If you’re in a disagreement – try this!

If you have read through this blog a few times you’ll know that I’ve been a big fan of the work of David Maister.

Here is a piece David originally posted in June 2006 which was titled “Maister’s Exaggeration Ploy” It is definitely worth a read!

I have noticed something very strange about engaging in discussions (and even disagreements) with people.

The more you disagree with them, taking the other side in an argument, the more vehemently they push their original point of view. However, if you don’t disagree, but restate their point in an exaggerated form, they often back down, or at least tone down their original statement.

This works so well, I’m thinking of copyrighting the idea and calling it “Maister’s Exaggeration Ploy.”

(I know, I know, there’s little new in this world and someone else probably thought of it before me, but I don’t think I stole this from anyone. And if I did, I can’t remember from whom.)

To see how my principle works, imagine a family member, say, a brother, who is upset at how he has been treated by a cousin. Your brother says: “I’m really upset with Jimmy. He had no right to speak to me that way!”

Because you want you brother to calm down and get over it, you might say: “Don’t let it bother you. Perhaps he really didn’t mean to be unkind.”

As valid as your point may be, you can bet your remarks will only serve to annoy your brother. After all, you appear to be defending cousin Jimmy by downplaying his intentions. This will set your brother off on another tirade, and also, probably, cause him to get annoyed with you, too.

But what if you had said: “You’re right! Jimmy’s a louse. He always has been! I think we should have nothing to do with him, ever again! Let’s leave him off the invitation list for all family gatherings from now on!”
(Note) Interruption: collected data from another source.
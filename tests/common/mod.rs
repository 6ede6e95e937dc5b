//! Shared test utilities
//!
//! In-memory stand-ins for every capability so no test needs audio hardware
//! or network access.

#![allow(dead_code)]

use std::collections::{HashSet, VecDeque};
use std::sync::atomic::{AtomicUsize, Ordering};
use std::sync::{Arc, Mutex};
use std::time::Duration;

use serde_json::{Map, Value, json};
use tokio_util::sync::CancellationToken;

use herald::capabilities::{
    AudioInput, Entity, FrameSource, GenerationRequest, HomeAutomation, SpeechRecognizer,
    SpeechSink, TextGenerator, WakeWordEngine,
};
use herald::intent::parse::TAXONOMY_PROMPT;
use herald::{Error, Result, Subsystem};

/// Generator with one canned classification and one canned answer
#[derive(Default)]
pub struct ScriptedGenerator {
    classification: Option<String>,
    answer: Option<String>,
    prompts: Mutex<Vec<String>>,
}

impl ScriptedGenerator {
    /// Classifies every command as `raw`
    pub fn classifying(raw: &str) -> Self {
        Self {
            classification: Some(raw.to_string()),
            ..Self::default()
        }
    }

    /// Fails every call
    pub fn unavailable() -> Self {
        Self::default()
    }

    /// Answer general questions with `answer`
    pub fn answering(mut self, answer: &str) -> Self {
        self.answer = Some(answer.to_string());
        self
    }

    pub fn prompts(&self) -> Vec<String> {
        self.prompts.lock().unwrap().clone()
    }
}

impl TextGenerator for ScriptedGenerator {
    fn generate(&self, request: &GenerationRequest<'_>) -> Result<String> {
        self.prompts.lock().unwrap().push(request.prompt.to_string());
        let reply = if request.system_prompt == Some(TAXONOMY_PROMPT) {
            &self.classification
        } else {
            &self.answer
        };
        reply.clone().ok_or(Error::Unavailable("scripted generator"))
    }

    fn is_available(&self) -> bool {
        self.classification.is_some()
    }
}

/// Remembers everything it was asked to say
#[derive(Default)]
pub struct RecordingSink {
    spoken: Mutex<Vec<String>>,
}

impl RecordingSink {
    pub fn spoken(&self) -> Vec<String> {
        self.spoken.lock().unwrap().clone()
    }
}

impl SpeechSink for RecordingSink {
    fn speak(&self, text: &str) {
        self.spoken.lock().unwrap().push(text.to_string());
    }
}

/// One recorded service call
#[derive(Debug, Clone, PartialEq)]
pub struct ServiceCall {
    pub domain: String,
    pub service: String,
    pub payload: Value,
}

/// Home automation over a fixed entity list
#[derive(Default)]
pub struct FakeHome {
    entities: Vec<Entity>,
    failing: HashSet<String>,
    calls: Mutex<Vec<ServiceCall>>,
}

impl FakeHome {
    pub fn new() -> Self {
        Self::default()
    }

    pub fn with_entity(mut self, entity_id: &str, state: &str, attributes: Value) -> Self {
        let attributes: Map<String, Value> = attributes.as_object().cloned().unwrap_or_default();
        self.entities.push(Entity {
            entity_id: entity_id.to_string(),
            state: state.to_string(),
            attributes,
        });
        self
    }

    /// Shorthand for an entity with only a friendly name
    pub fn with_named(self, entity_id: &str, state: &str, name: &str) -> Self {
        self.with_entity(entity_id, state, json!({ "friendly_name": name }))
    }

    /// Service calls targeting `entity_id` fail
    pub fn failing(mut self, entity_id: &str) -> Self {
        self.failing.insert(entity_id.to_string());
        self
    }

    pub fn calls(&self) -> Vec<ServiceCall> {
        self.calls.lock().unwrap().clone()
    }

    fn entity(&self, entity_id: &str) -> Option<&Entity> {
        self.entities.iter().find(|e| e.entity_id == entity_id)
    }
}

impl HomeAutomation for FakeHome {
    fn find_entities(&self, domain: &str, filter: &str) -> Vec<Entity> {
        self.entities
            .iter()
            .filter(|e| e.matches(domain, filter))
            .cloned()
            .collect()
    }

    fn get_state(&self, entity_id: &str) -> Option<String> {
        self.entity(entity_id).map(|e| e.state.clone())
    }

    fn get_attributes(&self, entity_id: &str) -> Option<Map<String, Value>> {
        self.entity(entity_id).map(|e| e.attributes.clone())
    }

    fn call_service(&self, domain: &str, service: &str, payload: Value) -> Result<()> {
        self.calls.lock().unwrap().push(ServiceCall {
            domain: domain.to_string(),
            service: service.to_string(),
            payload: payload.clone(),
        });

        let target = payload
            .get("entity_id")
            .and_then(Value::as_str)
            .unwrap_or_default();
        if self.failing.contains(target) {
            return Err(Error::Integration(format!("{target} is unreachable")));
        }
        Ok(())
    }
}

/// Frame source replaying a script, then optionally idling until cancelled
pub struct ScriptedSource {
    frames: VecDeque<Vec<i16>>,
    hold_open: bool,
    sample_rate: u32,
}

impl FrameSource for ScriptedSource {
    fn read_frame(&mut self, len: usize, cancel: &CancellationToken) -> Result<Option<Vec<i16>>> {
        if cancel.is_cancelled() {
            return Ok(None);
        }
        if let Some(mut frame) = self.frames.pop_front() {
            frame.resize(len, frame.last().copied().unwrap_or(0));
            return Ok(Some(frame));
        }
        while self.hold_open && !cancel.is_cancelled() {
            std::thread::sleep(Duration::from_millis(5));
        }
        Ok(None)
    }

    fn sample_rate(&self) -> u32 {
        self.sample_rate
    }
}

/// Microphone whose first `open` replays a script
pub struct ScriptedInput {
    frames: Mutex<Option<VecDeque<Vec<i16>>>>,
    hold_open: bool,
    opened: AtomicUsize,
}

impl ScriptedInput {
    pub fn new(frames: Vec<Vec<i16>>) -> Self {
        Self {
            frames: Mutex::new(Some(frames.into())),
            hold_open: false,
            opened: AtomicUsize::new(0),
        }
    }

    /// Keep the stream open after the script until cancelled
    pub fn held_open(mut self) -> Self {
        self.hold_open = true;
        self
    }

    pub fn opened(&self) -> usize {
        self.opened.load(Ordering::SeqCst)
    }
}

impl AudioInput for ScriptedInput {
    fn open(&self, sample_rate: u32) -> Result<Box<dyn FrameSource>> {
        self.opened.fetch_add(1, Ordering::SeqCst);
        let frames = self.frames.lock().unwrap().take().unwrap_or_default();
        Ok(Box::new(ScriptedSource {
            frames,
            hold_open: self.hold_open,
            sample_rate,
        }))
    }
}

/// Sample value that makes [`MarkerWake`] fire
pub const WAKE_MARKER: i16 = 12_345;

/// Wake engine that fires on frames starting with [`WAKE_MARKER`]
pub struct MarkerWake {
    pub frames_seen: Arc<AtomicUsize>,
}

impl MarkerWake {
    pub fn new() -> (Self, Arc<AtomicUsize>) {
        let seen = Arc::new(AtomicUsize::new(0));
        (
            Self {
                frames_seen: Arc::clone(&seen),
            },
            seen,
        )
    }
}

impl WakeWordEngine for MarkerWake {
    fn process(&mut self, frame: &[i16]) -> i32 {
        self.frames_seen.fetch_add(1, Ordering::SeqCst);
        if frame.first() == Some(&WAKE_MARKER) { 0 } else { -1 }
    }

    fn frame_length(&self) -> usize {
        4
    }

    fn sample_rate(&self) -> u32 {
        16
    }
}

/// Recognizer returning a fixed transcript
pub struct FixedRecognizer {
    transcript: String,
    calls: AtomicUsize,
}

impl FixedRecognizer {
    pub fn new(transcript: &str) -> Self {
        Self {
            transcript: transcript.to_string(),
            calls: AtomicUsize::new(0),
        }
    }

    pub fn calls(&self) -> usize {
        self.calls.load(Ordering::SeqCst)
    }
}

impl SpeechRecognizer for FixedRecognizer {
    fn transcribe(&self, _samples: &[f32], _language: &str) -> Result<String> {
        self.calls.fetch_add(1, Ordering::SeqCst);
        Ok(self.transcript.clone())
    }
}

/// Subsystem that records start/stop into a shared log
pub struct FakeSubsystem {
    name: &'static str,
    fail_start: bool,
    log: Arc<Mutex<Vec<String>>>,
}

impl FakeSubsystem {
    pub fn new(name: &'static str, log: &Arc<Mutex<Vec<String>>>) -> Self {
        Self {
            name,
            fail_start: false,
            log: Arc::clone(log),
        }
    }

    pub fn failing(name: &'static str, log: &Arc<Mutex<Vec<String>>>) -> Self {
        Self {
            fail_start: true,
            ..Self::new(name, log)
        }
    }
}

impl Subsystem for FakeSubsystem {
    fn name(&self) -> &'static str {
        self.name
    }

    fn start(&self) -> Result<()> {
        self.log.lock().unwrap().push(format!("start {}", self.name));
        if self.fail_start {
            return Err(Error::Api(format!("{} refused to start", self.name)));
        }
        Ok(())
    }

    fn stop(&self) -> bool {
        self.log.lock().unwrap().push(format!("stop {}", self.name));
        true
    }
}

/// Mono PCM16 frame of constant amplitude
pub fn frame(value: i16, len: usize) -> Vec<i16> {
    vec![value; len]
}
Nothing with people is a certainty, but I would bet that your brother’s next remarks will be something like: “Well, maybe it wasn’t that bad. I’m upset, but there’s no point over-reacting.” You have calmed him down by agreeing with him and exaggerating his own point!
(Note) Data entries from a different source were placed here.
//! Named worker threads with cooperative cancellation and bounded joins

use std::sync::mpsc::{self, RecvTimeoutError};
use std::thread::JoinHandle;
use std::time::Duration;

use tokio_util::sync::CancellationToken;

use crate::Result;

/// One long-lived blocking loop on its own thread
///
/// The loop receives a [`CancellationToken`] and must return soon after it
/// fires. [`Worker::stop`] never waits longer than its timeout.
pub struct Worker {
    name: String,
    cancel: CancellationToken,
    handle: Option<JoinHandle<()>>,
    done: mpsc::Receiver<()>,
}

impl Worker {
    /// Spawn `body` on a thread named `name`
    ///
    /// # Errors
    ///
    /// Returns error if the OS refuses to create the thread
    pub fn spawn<F>(name: &str, cancel: CancellationToken, body: F) -> Result<Self>
    where
        F: FnOnce(CancellationToken) + Send + 'static,
    {
        let (done_tx, done) = mpsc::channel::<()>();
        let token = cancel.clone();

        let handle = std::thread::Builder::new()
            .name(name.to_string())
            .spawn(move || {
                // Dropped on return or unwind, which disconnects the channel
                let _done = done_tx;
                body(token);
            })?;

        tracing::debug!(worker = name, "worker started");

        Ok(Self {
            name: name.to_string(),
            cancel,
            handle: Some(handle),
            done,
        })
    }

    #[must_use]
    pub fn name(&self) -> &str {
        &self.name
    }

    /// Token observed by the worker loop
    #[must_use]
    pub const fn cancel_token(&self) -> &CancellationToken {
        &self.cancel
    }

    /// Whether the loop has returned (or was already stopped)
    #[must_use]
    pub fn is_finished(&self) -> bool {
        self.handle.as_ref().is_none_or(JoinHandle::is_finished)
    }

    /// Cancel the loop and join it, waiting at most `timeout`
    ///
    /// Returns `true` if the thread was joined. On timeout the thread is
    /// detached and `false` is returned. Calling this again is a no-op.
    pub fn stop(&mut self, timeout: Duration) -> bool {
        let Some(handle) = self.handle.take() else {
            return true;
        };

        self.cancel.cancel();

        match self.done.recv_timeout(timeout) {
            Ok(()) | Err(RecvTimeoutError::Disconnected) => {
                if handle.join().is_err() {
                    tracing::error!(worker = %self.name, "worker panicked");
                }
                tracing::debug!(worker = %self.name, "worker stopped");
                true
            }
            Err(RecvTimeoutError::Timeout) => {
                tracing::warn!(
                    worker = %self.name,
                    timeout_ms = u64::try_from(timeout.as_millis()).unwrap_or(u64::MAX),
                    "worker did not stop in time, detaching"
                );
                false
            }
        }
    }
}

impl Drop for Worker {
    fn drop(&mut self) {
        if self.handle.is_some() {
            self.cancel.cancel();
        }
    }
}
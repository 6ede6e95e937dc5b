//! Text-to-speech (TTS) processing

use std::io::Cursor;

use secrecy::{ExposeSecret, SecretString};

use crate::capabilities::{SpeechAudio, SpeechSynthesizer};
use crate::config::TtsConfig;
use crate::{Error, Result};

/// Synthesizes speech through an OpenAI-compatible `/v1/audio/speech` endpoint
pub struct SpeechApiSynthesizer {
    client: reqwest::blocking::Client,
    endpoint: String,
    api_key: Option<SecretString>,
    model: String,
    speed: f32,
}

impl SpeechApiSynthesizer {
    /// Create a synthesizer from configuration
    ///
    /// # Errors
    ///
    /// Returns error if the hosted API is targeted without a key
    pub fn new(config: &TtsConfig) -> Result<Self> {
        let endpoint = config.endpoint.trim_end_matches('/').to_string();
        if config.api_key.is_none() && endpoint.contains("api.openai.com") {
            return Err(Error::Config("OpenAI API key required for TTS".to_string()));
        }

        Ok(Self {
            client: reqwest::blocking::Client::builder().build()?,
            endpoint,
            api_key: config
                .api_key
                .as_ref()
                .map(|k| SecretString::new(k.expose_secret().into())),
            model: config.model.clone(),
            speed: config.speed,
        })
    }

    fn request_mp3(&self, text: &str, voice: &str) -> Result<Vec<u8>> {
        #[derive(serde::Serialize)]
        struct TtsRequest<'a> {
            model: &'a str,
            input: &'a str,
            voice: &'a str,
            speed: f32,
            response_format: &'a str,
        }

        let request = TtsRequest {
            model: &self.model,
            input: text,
            voice,
            speed: self.speed,
            response_format: "mp3",
        };

        let mut builder = self
            .client
            .post(format!("{}/v1/audio/speech", self.endpoint))
            .json(&request);
        if let Some(key) = &self.api_key {
            builder = builder.bearer_auth(key.expose_secret());
        }

        let response = builder.send()?;
        if !response.status().is_success() {
            let status = response.status();
            let body = response.text().unwrap_or_default();
            return Err(Error::Tts(format!("speech API error {status}: {body}")));
        }

        Ok(response.bytes()?.to_vec())
    }
}

impl SpeechSynthesizer for SpeechApiSynthesizer {
    fn synthesize(&self, text: &str, voice: &str, language: &str) -> Result<SpeechAudio> {
        tracing::debug!(chars = text.len(), voice, language, "synthesizing speech");
        let mp3 = self.request_mp3(text, voice)?;
        decode_mp3(&mp3)
    }
}

/// Decode MP3 bytes to mono f32 samples
///
/// # Errors
///
/// Returns error if the stream is not valid MP3
pub fn decode_mp3(mp3_data: &[u8]) -> Result<SpeechAudio> {
    let mut decoder = minimp3::Decoder::new(Cursor::new(mp3_data));
    let mut audio = SpeechAudio::default();

    loop {
        match decoder.next_frame() {
            Ok(frame) => {
                if let Ok(rate) = u32::try_from(frame.sample_rate) {
                    audio.sample_rate = rate;
                }
                if frame.channels == 2 {
                    // Stereo: average channels
                    audio.samples.extend(frame.data.chunks(2).map(|chunk| {
                        let left = f32::from(chunk[0]) / 32768.0;
                        let right = f32::from(chunk.get(1).copied().unwrap_or(chunk[0])) / 32768.0;
                        f32::midpoint(left, right)
                    }));
                } else {
                    audio
                        .samples
                        .extend(frame.data.iter().map(|&s| f32::from(s) / 32768.0));
                }
            }
            Err(minimp3::Error::Eof) => break,
            Err(e) => return Err(Error::Tts(format!("MP3 decode error: {e}"))),
        }
    }

    Ok(audio)
}

#[cfg(test)]
mod tests {
    use super::*;

    #[test]
    fn test_decode_empty_input_yields_no_samples() {
        let audio = decode_mp3(&[]).unwrap();
        assert!(audio.is_empty());
    }

    #[test]
    fn test_hosted_api_requires_key() {
        let config = TtsConfig::default();
        assert!(matches!(
            SpeechApiSynthesizer::new(&config),
            Err(Error::Config(_))
        ));
    }
}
The same principle of exaggeration applies in the workplace. If your boss (or client) berates you because you were late in delivering something, don’t fight back, saying it was his or her fault (especially if it was!)

Instead, say: “I realize what a problem this has created for you. I’m really sorry that I caused you such turmoil. Can you help me figure out a way to prevent this in the future?” The boss (or client) will, with high probability, calm down and you’ll survive! Or at least the odds will be more in your favor!

Try my approach out. Let me know if it works for you!